Pippen hat geschrieben: ,die Wahrscheinlichkeit bei 5 Würfen 5 Kopf zu werfen bleibt bei mickrigen 3% - und das erscheint eben sehr unwahrscheinlich. Wenn ich es richtig verstehe, dann kann man daraus zwei alternative Schlußfolgerungen ziehen:

1. So ist eben Zufall, auch das Unwahrscheinliche kann eintreten.
2. Das ist kein Zufall, denn das Unwahrscheinliche tritt sehr selten auf und wenn es gerade hier auftritt, dann könnte das ein Hinweis sein, dass hier kein oder ein tendenziellerer Zufall vorliegt.
genau so
Pippen hat geschrieben: Mein Problem: Wo würdet ihr die Grenze zwischen 1. und 2. ziehen?
das ist nicht nur dein Problem: das hängt davon ab, wie sicher du sein willst. wenn du deine Sicherheit erhöhen willst, weil du dich damit unwohl fühlst (oder weil andere Bedingungen höhere genauigkeit vorschreiben, z.b, ausschusswahrscheinlichkeit bei der Produktion. da gibt dir dann der Boss die grenzen vor, zuviel ausschuss reduziert den Profit, nicht mehr als so oder. dann musst du Versuchsreihen aufnehmen und wenn du (statistisch signifikant!) drüber liegst, dann muss man den Produktionsprozess verbessern.

in der teilchenühysik fordert man wie gesagt 5sigma abstand zum Untergrund bis ein Teilchen als entdeckt gilt. weil da hängt schon viel dran. das letzte 750 GeV Signal am cern voriges jahr hatte 3.5 bzw 3.8 Sigma. man hat sich schon gefreut. 500 Theorie paper haben die Theoretiker dazu veröffentlicht, aber cern hatte nie eine Bestätigung gegben. und siehe da es war tatsächlich nur eine statistische Fluktuation, die dies jahr wieder verschwand (sehr zum Leidwesen aller Physiker...). auch bei 5 Sigma könnte es noch eine sein, aber das ist soooooooo unwahrscheinlich, dass man das es viel wahrscheinlicher ist zu sagen, das Signal ist echt, es ist ein Teilchen.

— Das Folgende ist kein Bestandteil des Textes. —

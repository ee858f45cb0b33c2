//! Growable - a generic array with checked indexing and doubling growth.
//!
//! # Quick Start
//!
//! ```
//! use growable::{Error, GrowableArray};
//!
//! let mut numbers = GrowableArray::new();
//! for n in [3, 1, 2] {
//!     numbers.push(n);
//! }
//!
//! numbers.sort();
//! assert_eq!(numbers.get(0), Ok(&1));
//! assert_eq!(numbers.remove(2), Ok(3));
//! assert_eq!(numbers.get(2), Err(Error::OutOfRange { index: 2, len: 2 }));
//! ```

pub mod array;
pub mod config;
pub mod error;
pub mod profiling;

pub use array::GrowableArray;
pub use config::Config;
pub use error::{Error, Result};
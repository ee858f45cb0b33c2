// Growth benchmark - measures push() cost and how often the buffer is reallocated

use std::time::Instant;

use growable::{profiling, Config, GrowableArray};

fn main() {
    let num_items = 1_000_000;

    for growth_factor in [2, 3, 4] {
        println!("\n=== push() with growth factor {} ===", growth_factor);
        profiling::reset();

        let config = Config::new().with_growth_factor(growth_factor);
        let mut array = GrowableArray::with_config(config);

        let start = Instant::now();
        for i in 0..num_items {
            array.push(i);
        }
        let push_time = start.elapsed();

        println!("  {} pushes: {:?}", num_items, push_time);
        println!("  per call: {:?}", push_time / num_items as u32);
        println!("  final capacity: {} ({} spare)", array.capacity(), array.capacity() - array.len());
        println!("  {}", profiling::report());
    }

    println!("\n=== reserve() up front ===");
    profiling::reset();
    let mut array = GrowableArray::new();
    let start = Instant::now();
    array.reserve(num_items);
    for i in 0..num_items {
        array.push(i);
    }
    let reserved_time = start.elapsed();
    println!("  {} pushes: {:?}", num_items, reserved_time);
    println!("  {}", profiling::report());
}
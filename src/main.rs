use anyhow::Result;
use dotenvy::dotenv;
use std::net::SocketAddr;
use tokio::signal;
use tracing::{error, info};
use tracing_subscriber::EnvFilter;

use driver_safety::config::EnvironmentConfig;
use driver_safety::server::{build_router, build_state};

#[tokio::main]
async fn main() -> Result<()> {
    // Cargar variables de entorno
    dotenv().ok();

    // Configurar logging
    tracing_subscriber::fmt()
        .with_env_filter(
            EnvFilter::try_from_default_env().unwrap_or_else(|_| EnvFilter::new("info")),
        )
        .init();

    info!("🛡️ Driver Safety - API de administración de flota");
    info!("================================================");

    let config = match EnvironmentConfig::from_env() {
        Ok(config) => config,
        Err(e) => {
            error!("❌ Configuración inválida: {}", e);
            return Err(e.into());
        }
    };
    let addr: SocketAddr = config.server_url().parse()?;

    let state = match build_state(config).await {
        Ok(state) => state,
        Err(e) => {
            error!("❌ Error inicializando almacenamiento: {}", e);
            return Err(anyhow::anyhow!("Error de almacenamiento: {}", e));
        }
    };
    let app = build_router(state);

    info!("🌐 Servidor iniciando en http://{}", addr);
    info!("🔍 Endpoints disponibles:");
    info!("   GET  /api/healthz - Health check");
    info!("   GET  /api/bootstrap - Snapshot completo");
    info!("👤 Drivers:");
    info!("   GET|POST /api/drivers, PUT|DELETE /api/drivers/:id");
    info!("   GET  /api/drivers/:id/stats, POST /api/drivers/:id/assign-truck");
    info!("🚛 Trucks:");
    info!("   GET|POST /api/trucks, PUT|DELETE /api/trucks/:id");
    info!("   GET  /api/trucks/:id/history, POST /api/trucks/:id/assign-driver");
    info!("⚙️ Configuración:");
    info!("   /api/driver-types, /api/safety-categories, /api/scorecard-metrics");
    info!("📋 Eventos:");
    info!("   GET|POST /api/safety-events, DELETE /api/safety-events/:id");
    info!("   GET  /api/scorecard-events");
    info!("   GET|PUT|DELETE /api/scorecard-grades?driver_id=&month=&category=");

    let listener = tokio::net::TcpListener::bind(addr).await?;
    if let Err(e) = axum::serve(listener, app)
        .with_graceful_shutdown(shutdown_signal())
        .await
    {
        error!("❌ Error del servidor: {}", e);
        return Err(e.into());
    }

    info!("👋 Servidor terminado");
    Ok(())
}

/// Señal de apagado graceful
async fn shutdown_signal() {
    let ctrl_c = async {
        if let Err(e) = signal::ctrl_c().await {
            error!("❌ No se pudo instalar el handler de Ctrl+C: {}", e);
        }
    };

    #[cfg(unix)]
    let terminate = async {
        match signal::unix::signal(signal::unix::SignalKind::terminate()) {
            Ok(mut stream) => {
                stream.recv().await;
            }
            Err(e) => {
                error!("❌ No se pudo instalar el handler de SIGTERM: {}", e);
                std::future::pending::<()>().await;
            }
        }
    };

    #[cfg(not(unix))]
    let terminate = std::future::pending::<()>();

    tokio::select! {
        _ = ctrl_c => {
            info!("🛑 Señal Ctrl+C recibida, apagando servidor...");
        },
        _ = terminate => {
            info!("🛑 Señal de terminación recibida, apagando servidor...");
        },
    }
}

aber die grenze ist in der tat letztlich willkürlich. ich glaube ein Buchhalter wäre da überfordert, weil auch die klitze kleinste Möglichkeit, dass es sich um ein puren zufall handelt an ihm nagen und nagen würde :P für einen richtigen Buchhalter ist eben 1 Cent genauso bedeutend wie 1 Milliarde (sonst wäre er kein richtiger Buchhalter)
aber genau deine fragen, und Feststellungen, wie aber was ist wenn Reihenfolge und so keine rolle spielt oder andere randbedingungen, die inhärenten Unsicherheiten usw., schwierigkeiten mit vorstellungen bei wahrscheinlichkeiten, die nicht im 10% rahmen sind (das koennen wir ganz gut, aber die anzahl der lotto-spieler zeigt, dass man mit ganz kleinen wahrscheinlichkeiten so seine schwirigkeiten hat,) sind gründe, warum keiner wirklich Statistik mag.